◆ **TASK PROMPT**
Lines in the data below that contain the word "InvalidBandCount" are to be copied.

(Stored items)
★ ★ ★ ★
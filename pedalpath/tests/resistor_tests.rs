//! Tests for the resistor color-code codec

use pedalpath::prelude::*;
use pedalpath::resistor::{self, BandColor::*, STANDARD_TOLERANCES};
use pedalpath::{find_e_series, format_ohms, ESeries, ESeriesMatch};

fn approx(a: f64, b: f64) -> bool {
    (a - b).abs() <= b.abs() * 1e-9
}

#[test]
fn test_four_band_decode_gives_canonical_bands() {
    let spec = resistor::decode(&["brown", "black", "orange", "gold"]).expect("Should decode");

    assert!(approx(spec.ohms, 10_000.0));
    assert_eq!(spec.tolerance_percent, 5.0);
    assert_eq!(spec.bands5, [Brown, Black, Black, Red, Gold]);
    assert_eq!(spec.bands4, Some([Brown, Black, Orange, Gold]));
    assert_eq!(spec.e_series_match(), Some(ESeries::E12));
}

#[test]
fn test_decode_is_case_insensitive_and_accepts_aliases() {
    let spec = resistor::decode(&["Yellow", "PURPLE", "black", "brown", "brown"])
        .expect("Should decode");
    assert!(approx(spec.ohms, 4_700.0));

    let spec = resistor::decode(&["grey", "red", "brown", "gold"]).expect("Should decode");
    assert!(approx(spec.ohms, 820.0));
}

#[test]
fn test_band_count_checked_before_colors() {
    let err = resistor::decode(&["nope", "black", "red"]).unwrap_err();
    assert_eq!(err, CodecError::InvalidBandCount(3));

    let err = resistor::decode::<&str>(&[]).unwrap_err();
    assert_eq!(err, CodecError::InvalidBandCount(0));
}

#[test]
fn test_gold_in_digit_position_is_rejected() {
    let err = resistor::decode(&["gold", "black", "red", "gold"]).unwrap_err();
    assert!(matches!(err, CodecError::InvalidBandColor(_)));
}

#[test]
fn test_sub_ohm_values() {
    let spec = resistor::decode(&["black", "yellow", "violet", "silver", "brown"])
        .expect("Should decode");
    assert!(approx(spec.ohms, 0.47));

    let spec = resistor::encode(0.47, 1.0).expect("Should encode");
    assert_eq!(spec.bands5, [Black, Yellow, Violet, Silver, Brown]);
    assert_eq!(spec.bands4, Some([Yellow, Violet, Silver, Brown]));
}

#[test]
fn test_encode_then_decode_preserves_value() {
    for (ohms, tolerance) in [(47.0, 5.0), (2_200.0, 1.0), (100_000.0, 2.0), (1_000_000.0, 10.0)] {
        let encoded = resistor::encode(ohms, tolerance).expect("Should encode");
        let decoded = resistor::decode(&encoded.bands5).expect("Should decode");
        assert!(approx(decoded.ohms, ohms), "{} ohms", ohms);
        assert_eq!(decoded.tolerance_percent, tolerance);
        assert_eq!(decoded, encoded);
    }
}

#[test]
fn test_every_standard_value_and_tolerance_round_trips() {
    for series in ESeries::ALL {
        for decade in 0..=9 {
            for ohms in series.values_in_decade(decade) {
                for tolerance in STANDARD_TOLERANCES {
                    let encoded = resistor::encode(ohms, tolerance)
                        .unwrap_or_else(|e| panic!("{} {}%: {}", ohms, tolerance, e));
                    assert!(encoded.e_series_match().is_some(), "{} ohms", ohms);

                    let decoded = resistor::decode(&encoded.bands5).expect("Should decode");
                    assert!((decoded.ohms - ohms).abs() <= ohms * 1e-6, "{} ohms", ohms);
                    assert_eq!(decoded.tolerance_percent, tolerance);
                    assert_eq!(decoded.bands5, encoded.bands5);

                    if let Some(bands4) = encoded.bands4 {
                        let decoded = resistor::decode(&bands4).expect("Should decode");
                        assert!((decoded.ohms - ohms).abs() <= ohms * 1e-6, "{} ohms", ohms);
                        assert_eq!(decoded.tolerance_percent, tolerance);
                    }
                }
            }
        }
    }
}

#[test]
fn test_every_e12_value_is_exact_e12() {
    for decade in 0..=9 {
        for ohms in ESeries::E12.values_in_decade(decade) {
            assert_eq!(
                find_e_series(ohms).unwrap(),
                ESeriesMatch::Exact(ESeries::E12),
                "{} ohms",
                ohms
            );
        }
    }
}

#[test]
fn test_three_digit_values_have_no_four_band_form() {
    let spec = resistor::encode(4_990.0, 1.0).expect("Should encode");
    assert_eq!(spec.bands5, [Yellow, White, White, Brown, Brown]);
    assert_eq!(spec.bands4, None);
    assert_eq!(spec.e_series_match(), Some(ESeries::E96));
}

#[test]
fn test_encode_errors() {
    assert_eq!(
        resistor::encode(1_000.0, 3.0).unwrap_err(),
        CodecError::ToleranceOutOfRange(3.0)
    );
    // tolerance is checked first
    assert_eq!(
        resistor::encode(0.0, 3.0).unwrap_err(),
        CodecError::ToleranceOutOfRange(3.0)
    );
    assert_eq!(
        resistor::encode(-10.0, 5.0).unwrap_err(),
        CodecError::ZeroOrNegativeValue(-10.0)
    );
    assert!(matches!(
        resistor::encode(f64::INFINITY, 5.0),
        Err(CodecError::Unrepresentable(_))
    ));
}

#[test]
fn test_e_series_membership() {
    assert_eq!(find_e_series(10_000.0).unwrap(), ESeriesMatch::Exact(ESeries::E12));
    assert_eq!(find_e_series(5_100.0).unwrap(), ESeriesMatch::Exact(ESeries::E24));
    assert_eq!(find_e_series(1_050.0).unwrap(), ESeriesMatch::Exact(ESeries::E48));
    assert_eq!(find_e_series(1.02).unwrap(), ESeriesMatch::Exact(ESeries::E96));

    let nearest = find_e_series(4_800.0).unwrap().nearest().expect("Should be off-series");
    assert!(approx(nearest, 4_750.0));
}

#[test]
fn test_display() {
    let spec = resistor::encode(47_000.0, 1.0).expect("Should encode");
    assert_eq!(spec.to_string(), "47 kΩ ±1%");
    assert_eq!(format_ohms(1_000_000.0), "1 MΩ");
    assert_eq!(format_ohms(4.7), "4.7 Ω");
}

#[test]
fn test_spec_serializes_band_names() {
    let spec = resistor::encode(470.0, 5.0).expect("Should encode");
    let json = serde_json::to_value(&spec).expect("Should serialize");

    assert_eq!(json["bands4"][0], "yellow");
    assert_eq!(json["bands5"][3], "black");
    assert_eq!(json["e_series"]["exact"], "E12");
}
★ ★ ★ ★
◆ **EXPECTED ANSWER**
    assert_eq!(err, CodecError::InvalidBandCount(3));
    assert_eq!(err, CodecError::InvalidBandCount(0));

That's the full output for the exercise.